The Revolution Will Be Accessorized edited by Aaron Hicklin is a compilation of essays that originally appeared in BlackBook magazine, which I occasionally read. These aren't long in-depth interviews or powerful essays for the most part and it's a bit of a mixed bag with some I enjoyed, some I thought were just okay, and some I didn't care for at all (namely Toby Young's piece, which just further reinforced the violently unfavorable opinion of him I developed from reading all of 10 pages of his book). There were a couple of things that struck me from two of the interviews that I want to mention though.

The first was in an interview with Joan Didion when, in response to a question asking if the written word has been devalued since she began her career, she answered, "I think specifically novels because people don't understand unreliable narrators, for example; they believe that anything the narrators of a novel tells them is supposed to be the truth. They read a novel as if they were reading nonfiction. They literally do not seem to grasp the difference. And even if they know that one is fiction and one is not, they don't know it at a level where it allows them to not trust a character - they will turn against that character rather than simply think, 'This is an interesting, untrustworthy character.'" This obviously amused me because I loves me some unreliable narrators and I have several friends who do as well. I guess I see her point though, because looking at the bestseller lists doesn't usually engender confidence in the general public's ability to recognize shades of gray, and in my view great art is rarely found in black and white because there's no breathing room there, no space for interpretation.

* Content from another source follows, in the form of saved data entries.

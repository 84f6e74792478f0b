use crate::embed::{validate_batch, Embedder, Embedding};
use crate::retrieval::{top_k, RankingBackend, Ranked, RetrievalMethod};
use crate::Result;

/// Exact dense retrieval.
///
/// Keeps every document embedding and scores all of them by cosine similarity
/// on each query. Linear in the collection size, which is fine for the few
/// hundred contexts an experiment batch ingests.
pub struct ExactDense<E: Embedder> {
    embedder: E,
    embeddings: Vec<Embedding>,
}

impl<E: Embedder> ExactDense<E> {
    #[must_use]
    pub fn new(embedder: E) -> Self {
        Self {
            embedder,
            embeddings: Vec::new(),
        }
    }
}

impl<E: Embedder> RankingBackend for ExactDense<E> {
    fn method(&self) -> RetrievalMethod {
        RetrievalMethod::DenseExact
    }

    fn build(&mut self, documents: &[String]) -> Result<()> {
        if documents.is_empty() {
            self.embeddings.clear();
            return Ok(());
        }

        let texts: Vec<&str> = documents.iter().map(String::as_str).collect();
        let embeddings = self.embedder.embed_documents(&texts)?;
        validate_batch(&embeddings, texts.len(), self.embedder.dimension())?;

        self.embeddings = embeddings;
        Ok(())
    }

    fn rank(&mut self, query: &str, k: usize) -> Result<Vec<Ranked>> {
        if self.embeddings.is_empty() {
            return Ok(Vec::new());
        }

        let query_embedding = self.embedder.embed_query(query)?;
        validate_batch(
            std::slice::from_ref(&query_embedding),
            1,
            self.embedder.dimension(),
        )?;

        let scored = self
            .embeddings
            .iter()
            .enumerate()
            .map(|(position, embedding)| Ranked {
                position,
                score: cosine_similarity(&query_embedding, embedding),
            });

        Ok(top_k(scored, k))
    }
}

/// Compute cosine similarity between two vectors.
///
/// Returns a value in [-1, 1] where 1 means identical direction; 0 when either
/// vector has zero length.
pub(crate) fn cosine_similarity(a: &[f32], b: &[f32]) -> f32 {
    debug_assert_eq!(a.len(), b.len(), "vectors must have same length");

    let dot: f32 = a.iter().zip(b).map(|(x, y)| x * y).sum();
    let norm_a: f32 = a.iter().map(|x| x * x).sum::<f32>().sqrt();
    let norm_b: f32 = b.iter().map(|x| x * x).sum::<f32>().sqrt();

    if norm_a == 0.0 || norm_b == 0.0 {
        return 0.0;
    }

    dot / (norm_a * norm_b)
}
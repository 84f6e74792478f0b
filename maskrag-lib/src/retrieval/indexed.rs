// rust-cv/hnsw index over squared Euclidean distance

use std::collections::HashSet;

use hnsw::{Hnsw, Searcher};
use rand::rngs::StdRng;
use space::{Metric, Neighbor};

use crate::embed::{validate_batch, Embedder};
use crate::retrieval::{top_k, RankingBackend, Ranked, RetrievalMethod};
use crate::Result;

/// Minimum ef_search parameter for HNSW queries.
///
/// The effective value is max(k * 2, MIN_EF_SEARCH) so small `k` still
/// explores enough of the graph to find the true nearest neighbours.
const MIN_EF_SEARCH: usize = 50;

/// Slot value the searcher leaves in unfilled neighbour entries.
const NO_MATCH: usize = !0;

/// Squared Euclidean distance.
///
/// hnsw needs an unsigned, totally ordered distance. For non-negative finite
/// floats the IEEE-754 bit pattern orders the same way as the value, so the
/// raw bits serve as the distance unit without any scaling loss.
struct SquaredEuclidean;

impl Metric<Box<[f32]>> for SquaredEuclidean {
    type Unit = u32;

    fn distance(&self, a: &Box<[f32]>, b: &Box<[f32]>) -> u32 {
        let a: &[f32] = a;
        let b: &[f32] = b;

        let sum: f32 = a.iter().zip(b).map(|(x, y)| (x - y) * (x - y)).sum();
        sum.to_bits()
    }
}

type Index = Hnsw<SquaredEuclidean, Box<[f32]>, StdRng, 16, 32>;

/// Approximate dense retrieval.
///
/// Document embeddings are inserted into an HNSW graph once at build time. Each
/// query is a k-nearest search; scores are negated squared distances so that,
/// as with every backend, higher is better.
///
/// The graph search can only hand back nodes it reaches from the entry point,
/// which is not always the whole collection. Queries asking for more than half
/// the collection are therefore ranked exactly over the stored vectors, and a
/// graph search that comes back short is topped up the same way.
pub struct IndexedDense<E: Embedder> {
    embedder: E,
    index: Index,
    searcher: Searcher<u32>,
    vectors: Vec<Box<[f32]>>,
}

impl<E: Embedder> IndexedDense<E> {
    #[must_use]
    pub fn new(embedder: E) -> Self {
        Self {
            embedder,
            index: Hnsw::new(SquaredEuclidean),
            searcher: Searcher::default(),
            vectors: Vec::new(),
        }
    }

    /// Number of indexed documents.
    pub fn len(&self) -> usize {
        self.vectors.len()
    }

    pub fn is_empty(&self) -> bool {
        self.vectors.is_empty()
    }

    /// Exact ranking of every stored vector not already in `found`.
    fn exact_rest(&self, query: &Box<[f32]>, found: &[Ranked]) -> impl Iterator<Item = Ranked> {
        let taken: HashSet<usize> = found.iter().map(|r| r.position).collect();
        self.vectors
            .iter()
            .enumerate()
            .filter(move |(position, _)| !taken.contains(position))
            .map(|(position, vector)| Ranked {
                position,
                score: -f32::from_bits(SquaredEuclidean.distance(query, vector)),
            })
    }

    fn graph_search(&mut self, query: &Box<[f32]>, k: usize) -> Vec<Ranked> {
        let mut neighbors = vec![
            Neighbor {
                index: NO_MATCH,
                distance: !0
            };
            k
        ];
        let ef_search = std::cmp::max(k * 2, MIN_EF_SEARCH);

        self.index
            .nearest(query, ef_search, &mut self.searcher, &mut neighbors);

        let len = self.vectors.len();
        neighbors
            .into_iter()
            .filter(|n| n.index != NO_MATCH && n.index < len)
            .map(|n| Ranked {
                position: n.index,
                score: -f32::from_bits(n.distance),
            })
            .collect()
    }
}

impl<E: Embedder> RankingBackend for IndexedDense<E> {
    fn method(&self) -> RetrievalMethod {
        RetrievalMethod::DenseIndexed
    }

    fn build(&mut self, documents: &[String]) -> Result<()> {
        let mut index: Index = Hnsw::new(SquaredEuclidean);
        let mut searcher: Searcher<u32> = Searcher::default();
        let mut vectors = Vec::with_capacity(documents.len());

        if !documents.is_empty() {
            let texts: Vec<&str> = documents.iter().map(String::as_str).collect();
            let embeddings = self.embedder.embed_documents(&texts)?;
            validate_batch(&embeddings, texts.len(), self.embedder.dimension())?;

            for embedding in embeddings {
                let vector = embedding.into_boxed_slice();
                index.insert(vector.clone(), &mut searcher);
                vectors.push(vector);
            }
        }

        self.index = index;
        self.searcher = searcher;
        self.vectors = vectors;
        Ok(())
    }

    fn rank(&mut self, query: &str, k: usize) -> Result<Vec<Ranked>> {
        if self.is_empty() || k == 0 {
            return Ok(Vec::new());
        }

        let query_embedding = self.embedder.embed_query(query)?;
        validate_batch(
            std::slice::from_ref(&query_embedding),
            1,
            self.embedder.dimension(),
        )?;
        let query_box = query_embedding.into_boxed_slice();

        let k = k.min(self.len());
        // nearest() panics when handed more slots than the graph search reaches
        let found = if k * 2 <= self.len() {
            self.graph_search(&query_box, k)
        } else {
            Vec::new()
        };

        if found.len() >= k {
            return Ok(found);
        }

        let rest: Vec<Ranked> = self.exact_rest(&query_box, &found).collect();
        Ok(top_k(found.into_iter().chain(rest), k))
    }
}
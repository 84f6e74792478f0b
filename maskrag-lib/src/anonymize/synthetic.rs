use rand::rngs::StdRng;
use rand::{Rng, SeedableRng};

use crate::anonymize::EntityKind;

const FIRST_NAMES: &[&str] = &[
    "James", "Olivia", "Mateo", "Priya", "Hiroshi", "Amara", "Lukas", "Sofia", "Kwame", "Elena",
    "Omar", "Ingrid", "Tomasz", "Leila", "Diego", "Freya",
];

const LAST_NAMES: &[&str] = &[
    "Harrington", "Okafor", "Lindqvist", "Moreau", "Tanaka", "Castillo", "Novak", "Brennan",
    "Haddad", "Kowalski", "Ferreira", "Whitaker", "Sato", "Mbeki", "Delacroix", "Ostrowski",
];

const CITIES: &[&str] = &[
    "Port Elbridge", "Marlow Heights", "East Calder", "Vennford", "Lake Orrin", "Brackenridge",
    "New Halcott", "Southmere", "Fairhaven", "Kestrel Bay", "Ashbury", "Tollen Falls",
];

const COMPANIES: &[&str] = &[
    "Halvorsen Group", "Brightwater Labs", "Northgate Holdings", "Corvane Systems",
    "Pellmark & Sons", "Ironleaf Partners", "Quillon Industries", "Sable Ridge LLC",
    "Tessaract Analytics", "Wexford Logistics", "Amberline Media", "Oakhurst Capital",
];

/// Seeded source of made-up names, cities and companies.
///
/// The same seed yields the same sequence, so anonymized corpora are
/// reproducible across runs.
pub struct SyntheticValues {
    rng: StdRng,
}

impl SyntheticValues {
    pub fn new(seed: u64) -> Self {
        Self {
            rng: StdRng::seed_from_u64(seed),
        }
    }

    /// A fresh value of the given type.
    pub fn value(&mut self, kind: EntityKind) -> String {
        match kind {
            EntityKind::Person => {
                format!("{} {}", self.pick(FIRST_NAMES), self.pick(LAST_NAMES))
            }
            EntityKind::Location => self.pick(CITIES).to_string(),
            EntityKind::Organization => self.pick(COMPANIES).to_string(),
        }
    }

    fn pick(&mut self, pool: &[&'static str]) -> &'static str {
        pool[self.rng.gen_range(0..pool.len())]
    }
}
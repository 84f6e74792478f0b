//! PII anonymization of documents before they are indexed
//!
//! Entity detection is delegated to an [`EntityRecognizer`]; this module only
//! decides which detections to act on and what to put in their place.
//!
//! # Strategies
//!
//! - `Baseline`: documents are indexed unchanged
//! - `Placeholder`: each entity becomes its type tag, e.g. `[PERSON]`
//! - `Faker`: each entity becomes a synthetic value of the same type
//! - `ContextAware`: masked-language-model substitution. Produced by an
//!   external tool; the harness only recognises its result files.
//!
//! # Usage
//!
//! ```ignore
//! use maskrag_lib::anonymize::{Anonymizer, GazetteerRecognizer, Substitution};
//!
//! let recognizer = GazetteerRecognizer::from_json_file("gazetteer.json")?;
//! let mut anonymizer = Anonymizer::new(recognizer, 0.4, 42);
//! let text = anonymizer.anonymize("Marie Curie lived in Paris.", Substitution::Placeholder)?;
//! assert_eq!(text, "[PERSON] lived in [GPE].");
//! ```

use std::fmt;
use std::str::FromStr;

use serde::{Deserialize, Serialize};
use tracing::debug;

use crate::{Error, Result};

mod gazetteer;
mod synthetic;

pub use gazetteer::*;
pub use synthetic::*;

/// Entity types the anonymizer acts on.
#[derive(Debug, Clone, Copy, PartialEq, Eq, Hash)]
pub enum EntityKind {
    Person,
    Location,
    Organization,
}

impl EntityKind {
    pub const ALL: [EntityKind; 3] = [Self::Person, Self::Location, Self::Organization];

    /// Tag used by placeholder substitution.
    pub fn tag(&self) -> &'static str {
        match self {
            Self::Person => "PERSON",
            Self::Location => "GPE",
            Self::Organization => "ORG",
        }
    }
}

/// A detected entity span, as byte offsets into the analysed text.
#[derive(Debug, Clone, Copy, PartialEq)]
pub struct Entity {
    pub start: usize,
    pub end: usize,
    pub kind: EntityKind,
    /// Recognizer confidence in [0, 1]
    pub score: f32,
}

impl Entity {
    fn len(&self) -> usize {
        self.end - self.start
    }

    fn overlaps(&self, other: &Entity) -> bool {
        self.start < other.end && other.start < self.end
    }
}

/// Trait for PII detectors
pub trait EntityRecognizer {
    /// Detect entities in `text`. Spans may overlap and arrive in any order.
    fn recognize(&self, text: &str) -> Result<Vec<Entity>>;
}

/// Anonymization strategy of an experiment, as recorded in result files.
#[derive(Debug, Clone, Copy, PartialEq, Eq, Hash, PartialOrd, Ord, Serialize, Deserialize)]
pub enum Strategy {
    Baseline,
    Placeholder,
    Faker,
    ContextAware,
    Unknown,
}

impl Strategy {
    /// Label written to the `anonymization_strategy` column.
    pub fn as_str(&self) -> &'static str {
        match self {
            Self::Baseline => "Baseline",
            Self::Placeholder => "Placeholder",
            Self::Faker => "Faker",
            Self::ContextAware => "ContextAware",
            Self::Unknown => "Unknown",
        }
    }

    /// Name used in result file names.
    pub fn file_stem(&self) -> &'static str {
        match self {
            Self::Baseline => "baseline",
            Self::Placeholder => "placeholder",
            Self::Faker => "faker",
            Self::ContextAware => "context_aware",
            Self::Unknown => "unknown",
        }
    }

    /// Name shown in reports.
    pub fn display_name(&self) -> &'static str {
        match self {
            Self::ContextAware => "Context-Aware",
            other => other.as_str(),
        }
    }

    /// Classify a result file by its name. Checks run in a fixed order, so a
    /// name mentioning several strategies takes the first match.
    pub fn from_file_name(name: &str) -> Self {
        let name = name.to_lowercase();
        [Self::Baseline, Self::Placeholder, Self::Faker, Self::ContextAware]
            .into_iter()
            .find(|s| name.contains(s.file_stem()))
            .unwrap_or(Self::Unknown)
    }

    /// How documents are rewritten for this strategy, if the harness does it itself.
    pub fn substitution(&self) -> Option<Substitution> {
        match self {
            Self::Placeholder => Some(Substitution::Placeholder),
            Self::Faker => Some(Substitution::Synthetic),
            _ => None,
        }
    }
}

impl fmt::Display for Strategy {
    fn fmt(&self, f: &mut fmt::Formatter<'_>) -> fmt::Result {
        f.write_str(self.as_str())
    }
}

impl FromStr for Strategy {
    type Err = Error;

    fn from_str(s: &str) -> Result<Self> {
        match s.trim().to_lowercase().replace(['-', ' '], "_").as_str() {
            "baseline" => Ok(Self::Baseline),
            "placeholder" => Ok(Self::Placeholder),
            "faker" | "semantic" => Ok(Self::Faker),
            "contextaware" | "context_aware" => Ok(Self::ContextAware),
            other => Err(Error::InvalidInput(format!("unknown anonymization strategy: {other}"))),
        }
    }
}

/// Replacement policy applied to each kept entity.
#[derive(Debug, Clone, Copy, PartialEq, Eq)]
pub enum Substitution {
    /// `[PERSON]`, `[GPE]`, `[ORG]`
    Placeholder,
    /// A made-up value of the same type
    Synthetic,
}

/// Rewrites detected entities according to a [`Substitution`].
pub struct Anonymizer<R: EntityRecognizer> {
    recognizer: R,
    threshold: f32,
    synthetic: SyntheticValues,
}

impl<R: EntityRecognizer> Anonymizer<R> {
    /// `threshold` is exclusive: entities must score strictly above it.
    pub fn new(recognizer: R, threshold: f32, seed: u64) -> Self {
        Self {
            recognizer,
            threshold,
            synthetic: SyntheticValues::new(seed),
        }
    }

    /// Entities that will be replaced: above threshold, non-overlapping, in text order.
    ///
    /// Among overlapping spans the earliest wins, then the longest.
    pub fn entities(&self, text: &str) -> Result<Vec<Entity>> {
        let mut found: Vec<Entity> = self
            .recognizer
            .recognize(text)?
            .into_iter()
            .filter(|e| e.score > self.threshold)
            .filter(|e| e.start < e.end && e.end <= text.len())
            .filter(|e| text.is_char_boundary(e.start) && text.is_char_boundary(e.end))
            .collect();

        found.sort_by(|a, b| a.start.cmp(&b.start).then(b.len().cmp(&a.len())));

        let mut kept: Vec<Entity> = Vec::with_capacity(found.len());
        for entity in found {
            if kept.last().is_none_or(|last| !last.overlaps(&entity)) {
                kept.push(entity);
            }
        }
        Ok(kept)
    }

    /// Rewrite every kept entity in `text`.
    ///
    /// Text without detections is returned unchanged.
    pub fn anonymize(&mut self, text: &str, substitution: Substitution) -> Result<String> {
        let entities = self.entities(text)?;
        if entities.is_empty() {
            return Ok(text.to_string());
        }
        debug!(entities = entities.len(), "anonymizing document");

        // Replace back to front so earlier offsets stay valid.
        let mut out = text.to_string();
        for entity in entities.iter().rev() {
            let replacement = match substitution {
                Substitution::Placeholder => format!("[{}]", entity.kind.tag()),
                Substitution::Synthetic => self.synthetic.value(entity.kind),
            };
            out.replace_range(entity.start..entity.end, &replacement);
        }
        Ok(out)
    }

    /// Rewrite a whole document collection for `strategy`.
    ///
    /// Strategies without an in-harness substitution return the documents as given.
    pub fn anonymize_all(&mut self, documents: &[String], strategy: Strategy) -> Result<Vec<String>> {
        match strategy.substitution() {
            Some(substitution) => documents
                .iter()
                .map(|d| self.anonymize(d, substitution))
                .collect(),
            None => Ok(documents.to_vec()),
        }
    }
}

Speaking of art, the second quote I wanted to mention was in an interview with Damien Hirst (conducted shortly after the fire that took out a lot of his works) when he made the statement that he'd, "always believed that art's more powerful and important than money, but it gets fucking close sometimes, and you just have to stay open to the fact that if you decide money's more important you have to stop doing it." I really love that. It encapsulates exactly what I always feel is the point at which you can see a band or a movie or a TV show fail - that moment when artistry falls before commerce.